It’s dinner time when I come down. I’ve changed and I hope that Roger doesn’t notice; he’s getting suspicious enough, after all. Calm down Sapphire, you’re being paranoid. You changed because you fell in the rock pool, remember?  I slump into a chair at the table next to Conor.  
    “Hey there, stranger,” he says, raising an eyebrow, “Where have you been all day?”  
    “Oh…out and about. Being at one with nature and the universe and all that…” I say, adopting a wise, sage expression.  
    He looks sceptical, but since Mum and Roger are in the vicinity, he doesn’t bring up the matter of Ingo. “Well, if you’re done ‘being at one with the universe’, do you think you’d like to go to Mal’s eighteenth tomorrow?”  
    “Huh?” I reply intelligently. “I dunno. Maybe.”   

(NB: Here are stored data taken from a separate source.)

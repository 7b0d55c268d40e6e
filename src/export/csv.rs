//! CSV export of CNAME results.
//!
//! One row per chain entry: `domain,target`. No header row; rows end with
//! CRLF.

use anyhow::{Context, Result};
use csv::{Terminator, WriterBuilder};
use std::io::Write;
use std::path::Path;

use crate::cname::CnameMap;

/// Writes every `domain,target` row of `results` to `writer`.
///
/// # Returns
///
/// The number of rows written.
pub fn write_cname_rows<W: Write>(results: &CnameMap, writer: W) -> Result<usize> {
    let mut csv_writer = WriterBuilder::new()
        .has_headers(false)
        .terminator(Terminator::CRLF)
        .from_writer(writer);

    let mut rows = 0;
    for (domain, chain) in results {
        for target in chain {
            csv_writer
                .write_record([domain.as_str(), target.as_str()])
                .context("Failed to write CSV record")?;
            rows += 1;
        }
    }
    csv_writer.flush().context("Failed to flush CSV writer")?;
    Ok(rows)
}

/// Exports `results` to a CSV file at `path`.
///
/// # Returns
///
/// The number of rows written.
pub fn export_csv(results: &CnameMap, path: &Path) -> Result<usize> {
    let file = std::fs::File::create(path)
        .with_context(|| format!("Failed to create CSV file: {}", path.display()))?;
    write_cname_rows(results, file)
}
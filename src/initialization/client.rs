//! HTTP client initialization.

use std::sync::Arc;
use std::time::Duration;

use reqwest::ClientBuilder;

use crate::config::HeadersConfig;

/// Initializes the HTTP client used by the headers fetcher.
///
/// Creates a `reqwest::Client` configured with:
/// - User-Agent header and timeout from the headers configuration
/// - Certificate verification disabled (self-signed and mismatched
///   certificates are accepted)
/// - Default redirect following
///
/// # Errors
///
/// Returns a `reqwest::Error` if client creation fails.
pub fn init_insecure_client(config: &HeadersConfig) -> Result<Arc<reqwest::Client>, reqwest::Error> {
    let client = ClientBuilder::new()
        .timeout(Duration::from_secs(config.timeout_seconds))
        .user_agent(config.user_agent.clone())
        .danger_accept_invalid_certs(true)
        .build()?;
    Ok(Arc::new(client))
}

/// Initializes the HTTP client for crt.sh queries (certificates verified).
///
/// crt.sh can take tens of seconds on broad queries, so only the connect
/// phase is bounded.
pub fn init_client(connect_timeout_secs: u64) -> Result<reqwest::Client, reqwest::Error> {
    ClientBuilder::new()
        .connect_timeout(Duration::from_secs(connect_timeout_secs))
        .user_agent(concat!("recon/", env!("CARGO_PKG_VERSION")))
        .build()
}
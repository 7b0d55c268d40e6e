//! Line-oriented input lists.
//!
//! Domain lists, URL lists and resolver lists share one format: UTF-8 text,
//! one entry per line, surrounding whitespace ignored. Blank lines and lines
//! starting with `#` are skipped.

use std::path::Path;

/// Extracts the entries of a list from its text content.
pub fn parse_lines(content: &str) -> Vec<String> {
    content
        .lines()
        .map(str::trim)
        .filter(|line| !line.is_empty() && !line.starts_with('#'))
        .map(str::to_string)
        .collect()
}

/// Reads a list file.
///
/// # Errors
///
/// Returns the underlying I/O error if the file cannot be opened or is not UTF-8.
pub async fn read_lines(path: &Path) -> std::io::Result<Vec<String>> {
    let content = tokio::fs::read_to_string(path).await?;
    Ok(parse_lines(&content))
}
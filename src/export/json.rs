//! Pretty JSON output.

use anyhow::{Context, Result};
use serde::Serialize;
use serde_json::ser::PrettyFormatter;
use std::path::Path;

use crate::config::JSON_INDENT;

/// Serializes `value` as pretty JSON with 4-space indentation.
///
/// Maps keep their iteration order, so an `IndexMap` is emitted in insertion
/// order. An empty map is rendered as `{}`.
pub fn to_pretty_json<T: Serialize + ?Sized>(value: &T) -> Result<String> {
    let mut buffer = Vec::new();
    let formatter = PrettyFormatter::with_indent(JSON_INDENT);
    let mut serializer = serde_json::Serializer::with_formatter(&mut buffer, formatter);
    value
        .serialize(&mut serializer)
        .context("Failed to serialize results as JSON")?;
    String::from_utf8(buffer).context("Serialized JSON is not valid UTF-8")
}

/// Writes already rendered output to `path`, replacing any existing file.
pub async fn write_output_file(path: &Path, content: &str) -> Result<()> {
    tokio::fs::write(path, content)
        .await
        .with_context(|| format!("Failed to write output file: {}", path.display()))
}

/// Exports `value` as pretty JSON to `path`.
pub async fn export_json<T: Serialize + ?Sized>(value: &T, path: &Path) -> Result<()> {
    let json = to_pretty_json(value)?;
    write_output_file(path, &json).await
}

    I didn’t even realise that it was Mal’s birthday tomorrow. Conor’s far more in touch with all the Air goings on than I am; he hardly ever comes to Ingo these days…although I suppose it must be lonelier for him now that Elvira’s gone. I think, if he had his way, I wouldn’t be going to Ingo either, not in term time. He’s beginning to worry about my GCSE’s, asking if I need any coaching or help revising…in fact, I think he’s worrying more than I am. I’m trying to block them out at the moment, in the hope that if I don’t think about them, they’re not going to happen. I wish. But still, it’s not like I’ve been bunking off of school to swim around in Ingo. I mainly go at the weekends, now, and after school sometimes when I don’t have much homework…or can’t be bothered to do my homework. But still, Ingo’s not something you can easily schedule…  
    “Saph?”  
    I blink and look up at Conor. “Oh. Sorry. Zoned out.”  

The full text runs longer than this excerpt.